▶ EXERCISE DETAILS
From the records below, copy out each line that has the word "struct".

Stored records
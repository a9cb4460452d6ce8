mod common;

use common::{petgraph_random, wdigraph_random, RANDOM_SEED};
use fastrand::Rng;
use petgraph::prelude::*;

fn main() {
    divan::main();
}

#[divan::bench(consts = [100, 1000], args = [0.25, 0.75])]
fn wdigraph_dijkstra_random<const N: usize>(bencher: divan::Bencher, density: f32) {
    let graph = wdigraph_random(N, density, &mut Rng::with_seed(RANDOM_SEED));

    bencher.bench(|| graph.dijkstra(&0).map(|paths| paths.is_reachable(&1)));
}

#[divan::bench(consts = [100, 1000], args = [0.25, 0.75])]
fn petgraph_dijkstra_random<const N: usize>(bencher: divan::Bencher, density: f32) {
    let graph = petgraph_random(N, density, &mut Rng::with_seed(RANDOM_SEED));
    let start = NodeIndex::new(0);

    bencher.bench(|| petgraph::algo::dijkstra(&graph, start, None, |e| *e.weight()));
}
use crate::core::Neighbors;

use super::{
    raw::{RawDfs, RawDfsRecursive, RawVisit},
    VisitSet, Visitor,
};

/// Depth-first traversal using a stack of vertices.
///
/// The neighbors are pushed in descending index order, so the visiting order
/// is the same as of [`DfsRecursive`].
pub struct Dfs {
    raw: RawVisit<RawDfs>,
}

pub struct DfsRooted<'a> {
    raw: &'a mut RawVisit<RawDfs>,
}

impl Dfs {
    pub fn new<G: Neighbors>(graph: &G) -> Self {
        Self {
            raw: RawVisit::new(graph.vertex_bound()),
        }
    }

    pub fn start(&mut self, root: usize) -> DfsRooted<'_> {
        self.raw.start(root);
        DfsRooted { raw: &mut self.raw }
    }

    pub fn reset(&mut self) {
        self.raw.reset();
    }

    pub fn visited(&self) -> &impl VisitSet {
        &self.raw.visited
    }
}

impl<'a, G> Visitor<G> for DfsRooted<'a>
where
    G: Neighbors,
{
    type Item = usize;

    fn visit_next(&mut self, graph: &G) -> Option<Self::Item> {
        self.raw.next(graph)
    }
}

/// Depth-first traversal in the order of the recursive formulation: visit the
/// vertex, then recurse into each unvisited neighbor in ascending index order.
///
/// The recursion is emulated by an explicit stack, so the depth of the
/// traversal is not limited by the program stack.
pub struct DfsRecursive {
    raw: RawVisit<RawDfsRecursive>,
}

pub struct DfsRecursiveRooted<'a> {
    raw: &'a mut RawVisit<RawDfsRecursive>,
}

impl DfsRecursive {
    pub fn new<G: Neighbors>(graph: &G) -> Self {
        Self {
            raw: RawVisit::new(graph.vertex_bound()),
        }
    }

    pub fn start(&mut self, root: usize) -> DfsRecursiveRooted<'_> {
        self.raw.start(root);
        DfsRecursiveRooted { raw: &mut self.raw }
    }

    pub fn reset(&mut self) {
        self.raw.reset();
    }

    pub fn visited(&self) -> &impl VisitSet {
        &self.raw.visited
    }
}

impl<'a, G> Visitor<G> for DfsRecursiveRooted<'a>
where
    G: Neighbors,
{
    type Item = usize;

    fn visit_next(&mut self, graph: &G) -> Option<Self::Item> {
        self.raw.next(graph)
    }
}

---

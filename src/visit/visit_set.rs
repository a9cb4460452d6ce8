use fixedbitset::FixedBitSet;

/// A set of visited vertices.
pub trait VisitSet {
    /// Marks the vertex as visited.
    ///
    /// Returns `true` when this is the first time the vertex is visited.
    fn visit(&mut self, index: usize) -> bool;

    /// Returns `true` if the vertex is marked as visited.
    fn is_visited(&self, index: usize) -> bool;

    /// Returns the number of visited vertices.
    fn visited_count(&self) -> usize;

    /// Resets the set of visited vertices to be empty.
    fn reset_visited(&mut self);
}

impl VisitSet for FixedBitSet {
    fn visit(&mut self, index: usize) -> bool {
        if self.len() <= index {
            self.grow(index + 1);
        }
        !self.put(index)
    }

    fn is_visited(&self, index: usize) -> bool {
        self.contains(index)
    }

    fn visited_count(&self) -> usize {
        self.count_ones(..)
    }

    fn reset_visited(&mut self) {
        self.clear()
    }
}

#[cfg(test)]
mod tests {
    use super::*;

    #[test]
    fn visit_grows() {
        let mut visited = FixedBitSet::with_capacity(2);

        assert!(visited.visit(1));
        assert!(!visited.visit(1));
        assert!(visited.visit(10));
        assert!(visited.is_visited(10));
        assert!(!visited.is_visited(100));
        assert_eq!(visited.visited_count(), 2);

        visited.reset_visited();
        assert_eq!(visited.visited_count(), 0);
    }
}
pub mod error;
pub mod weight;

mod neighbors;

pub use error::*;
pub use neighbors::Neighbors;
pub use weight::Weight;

* * *

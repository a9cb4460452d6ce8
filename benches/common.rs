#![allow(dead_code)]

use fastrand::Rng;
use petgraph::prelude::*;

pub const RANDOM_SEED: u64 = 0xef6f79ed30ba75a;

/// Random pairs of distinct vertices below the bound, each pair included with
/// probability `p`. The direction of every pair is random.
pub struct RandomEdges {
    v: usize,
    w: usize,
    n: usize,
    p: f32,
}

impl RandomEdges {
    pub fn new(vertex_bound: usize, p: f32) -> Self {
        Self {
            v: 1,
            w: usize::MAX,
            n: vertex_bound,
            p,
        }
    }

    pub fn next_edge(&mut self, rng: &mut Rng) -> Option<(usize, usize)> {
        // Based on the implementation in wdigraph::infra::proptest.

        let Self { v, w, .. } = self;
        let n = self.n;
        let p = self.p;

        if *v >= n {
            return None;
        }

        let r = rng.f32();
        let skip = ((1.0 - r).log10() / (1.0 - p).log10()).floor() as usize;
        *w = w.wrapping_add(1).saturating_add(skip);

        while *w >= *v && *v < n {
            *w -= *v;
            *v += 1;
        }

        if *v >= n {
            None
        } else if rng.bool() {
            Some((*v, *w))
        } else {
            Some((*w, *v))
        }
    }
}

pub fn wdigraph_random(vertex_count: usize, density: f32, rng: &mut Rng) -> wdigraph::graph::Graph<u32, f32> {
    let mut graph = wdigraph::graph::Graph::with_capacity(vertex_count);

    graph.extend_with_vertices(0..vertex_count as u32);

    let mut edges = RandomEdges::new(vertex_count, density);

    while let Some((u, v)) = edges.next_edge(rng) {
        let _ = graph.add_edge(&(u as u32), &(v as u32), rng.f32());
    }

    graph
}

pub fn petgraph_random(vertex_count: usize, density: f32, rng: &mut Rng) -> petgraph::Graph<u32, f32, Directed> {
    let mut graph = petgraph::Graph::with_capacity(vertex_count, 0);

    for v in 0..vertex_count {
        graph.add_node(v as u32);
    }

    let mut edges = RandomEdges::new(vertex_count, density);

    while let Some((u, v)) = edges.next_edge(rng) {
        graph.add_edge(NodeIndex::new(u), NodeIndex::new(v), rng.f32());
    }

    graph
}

▶ FINAL ANSWER
pub struct Dfs {
pub struct DfsRooted<'a> {
pub struct DfsRecursive {
pub struct DfsRecursiveRooted<'a> {
pub struct RandomEdges {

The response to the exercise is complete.